To simplify the expression (z^2-4)/(z-3) ÷ (z+2)/(z^2+z-12), we can follow these steps:
Step 1: Factor the numerator and denominator of the first fraction.
(z^2-4) can be factored as (z+2)(z-2).
Step 2: Factor the denominator of the first fraction.
(z-3) is already factored.
Step 3: Invert the second fraction and multiply.
Dividing by a fraction is the same as multiplying by its reciprocal, so we can rewrite the expression as:
((z+2)(z-2)/(z-3)) * ((z^2+z-12)/(z+2))
Step 4: Factor the numerator and denominator of the second fraction.
(z^2+z-12) can be factored as (z+4)(z-3).

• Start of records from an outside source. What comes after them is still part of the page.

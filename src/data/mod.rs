//! Storage collaborator contract and the fetch stage of the chart pipeline.

mod fetcher;
mod store;

pub use fetcher::DataFetcher;
pub use store::{InMemoryStore, SourceFrame, TimeSeriesStore};
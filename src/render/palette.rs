use super::Color;

/// Categorical series colors, cycled by series index.
const SERIES_PALETTE: [(u8, u8, u8); 10] = [
    (0x1f, 0x77, 0xb4),
    (0xff, 0x7f, 0x0e),
    (0x2c, 0xa0, 0x2c),
    (0xd6, 0x27, 0x28),
    (0x94, 0x67, 0xbd),
    (0x8c, 0x56, 0x4b),
    (0xe3, 0x77, 0xc2),
    (0x7f, 0x7f, 0x7f),
    (0xbc, 0xbd, 0x22),
    (0x17, 0xbe, 0xcf),
];

#[must_use]
pub fn series_color(index: usize) -> Color {
    let (red, green, blue) = SERIES_PALETTE[index % SERIES_PALETTE.len()];
    Color::rgb8(red, green, blue)
}

/// Translucent fill of the drag-selection box.
pub const SELECTION_FILL: Color = Color::rgba(0.2, 0.4, 0.9, 0.15);
pub const SELECTION_BORDER: Color = Color::rgba(0.2, 0.4, 0.9, 0.8);
//! Staggered and viewport-driven loading for chart grids.

mod intersection;
mod scheduler;

pub use intersection::{PixelRect, intersection_ratio, is_intersecting};
pub use scheduler::{
    ChartLoadState, GridEvent, GridProgress, GridScheduler, GridSchedulerConfig,
};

Step 5: Cancel out common factors.
In the numerator, the (z-3) factors cancel out with the (z-3) in the denominator, and the (z+2) factors cancel out with the (z+2) in the denominator:
(((z+2)(z-2))/(z-3)) * (((z+4)(z-3))/(z+2))
Step 6: Simplify further if possible.
The (z+2) factors still cancel out in the numerators and denominators, and we are left with:
(z-2) * (z+4)
So the simplified expression is (z-2)(z+4).